MST-4 Il plasmide Double Nickase (m) consiste in una coppia di plasmidi ingegnerizzati per l'editing ad alta specificità del locus Stk26 nelle linee cellulari mouse. Ciascun plasmide esprime una nickasi Cas9 D10A e un sgRNA distinto che prende di mira filamenti di DNA opposti all'interno di Stk26. Quando indirizzate verso siti adiacenti su filamenti di DNA opposti, le due nickasi generano tagli a filamento singolo sfalsati che insieme producono una rottura a doppio filamento sfalsata, richiedendo un'attività coordinata sul bersaglio da entrambe le guide. La rottura del DNA risultante viene risolta da vie di riparazione cellulare endogene, più comunemente attraverso la giunzione non omologa delle estremità (NHEJ), portando a inserzioni o delezioni che interrompono la funzione di Stk26. Richiedendo il coinvolgimento di due sgRNA nel locus bersaglio, l'approccio a doppia nickasi migliora la specificità dell'editing e fornisce una strategia CRISPR complementare per applicazioni in cui è desiderato un controllo aggiuntivo sulla precisione del targeting.
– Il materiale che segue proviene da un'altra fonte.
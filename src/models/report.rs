//! 报表数据模型

use serde::Serialize;

use crate::models::forms::{
    ColumnMapping, Extraction, ReportForm, ALUNOS_APTOS_FORM, ALUNOS_APTOS_TABLE, MATRIZ_CAPTION,
    TURMAS_FORM, TURMAS_TABLE,
};
use crate::models::outcome::ExecutionLog;

/// 报表种类
#[derive(Debug, Clone, Copy, PartialEq, Eq, Hash, clap::ValueEnum)]
pub enum ReportKind {
    /// 查询班级
    Turmas,
    /// 查询班级（额外读取状态、授课方式和地点列）
    TurmasDetalhadas,
    /// 可修读某门课程的学生数量
    AlunosAptos,
}

impl ReportKind {
    /// 对应的表单
    pub fn form(self) -> &'static ReportForm {
        match self {
            ReportKind::Turmas | ReportKind::TurmasDetalhadas => &TURMAS_FORM,
            ReportKind::AlunosAptos => &ALUNOS_APTOS_FORM,
        }
    }

    /// 对应的抽取方式
    pub fn extraction(self) -> Extraction {
        match self {
            ReportKind::Turmas => Extraction::Records {
                table: TURMAS_TABLE,
                mapping: ColumnMapping::BASIC,
            },
            ReportKind::TurmasDetalhadas => Extraction::Records {
                table: TURMAS_TABLE,
                mapping: ColumnMapping::DETAILED,
            },
            ReportKind::AlunosAptos => Extraction::Count {
                table: ALUNOS_APTOS_TABLE,
                caption: MATRIZ_CAPTION,
            },
        }
    }

    pub fn name(self) -> &'static str {
        match self {
            ReportKind::Turmas => "Consultar Turmas",
            ReportKind::TurmasDetalhadas => "Consultar Turmas (detalhado)",
            ReportKind::AlunosAptos => "Alunos Aptos a Cursar Determinado Componente Curricular",
        }
    }
}

/// 报表分节（由标题行建立，作用到下一个标题行之前的所有数据行）
#[derive(Debug, Clone, Default, PartialEq, Eq)]
pub struct ReportSection {
    pub code: String,
    pub title: String,
}

/// 授课教师
#[derive(Debug, Clone, PartialEq, Eq, Serialize)]
pub struct Instructor {
    /// 预留给下游身份匹配，本流程始终不设置
    pub id: Option<String>,
    pub name: String,
}

impl Instructor {
    pub fn named(name: impl Into<String>) -> Self {
        Self {
            id: None,
            name: name.into(),
        }
    }
}

/// 班级记录（输出的最终记录）
///
/// 可选字段只在详细报表中填充
#[derive(Debug, Clone, Default, PartialEq, Eq, Serialize)]
#[serde(rename_all = "camelCase")]
pub struct CourseSection {
    pub section_code: String,
    pub course_code: String,
    pub course_title: String,
    pub term: String,
    pub instructors: Vec<Instructor>,
    pub workload: Option<String>,
    pub schedule: String,
    pub enrolled_count: String,
    #[serde(skip_serializing_if = "Option::is_none")]
    pub situation: Option<String>,
    #[serde(skip_serializing_if = "Option::is_none")]
    pub modality: Option<String>,
    #[serde(skip_serializing_if = "Option::is_none")]
    pub status: Option<String>,
    #[serde(skip_serializing_if = "Option::is_none")]
    pub location: Option<String>,
}

/// 抽取到的数据
#[derive(Debug, Clone, PartialEq, Eq, Serialize)]
pub enum ReportData {
    #[serde(rename = "turmas")]
    Records(Vec<CourseSection>),
    #[serde(rename = "alunosAptos")]
    Count(usize),
}

/// 抽取结果
#[derive(Debug, Clone, PartialEq, Eq, Serialize)]
pub struct ExtractionResult {
    #[serde(rename = "logs")]
    pub log: ExecutionLog,
    #[serde(flatten)]
    pub data: ReportData,
}

impl ExtractionResult {
    pub fn records(&self) -> &[CourseSection] {
        match &self.data {
            ReportData::Records(records) => records,
            ReportData::Count(_) => &[],
        }
    }
}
Per supportare l'identificazione efficiente delle cellule modificate, un plasmide codifica la GFP per la visualizzazione fluorescente delle popolazioni trasfettate, mentre il plasmide di accompagnamento porta un gene di resistenza alla puromicina per la selezione antibiotica. Insieme, queste caratteristiche supportano l'arricchimento efficiente delle popolazioni co-trasfettate e semplificano la convalida dei cloni con Stk26 interrotto.
Solo per uso di ricerca. Non destinato a uso diagnostico o terapeutico.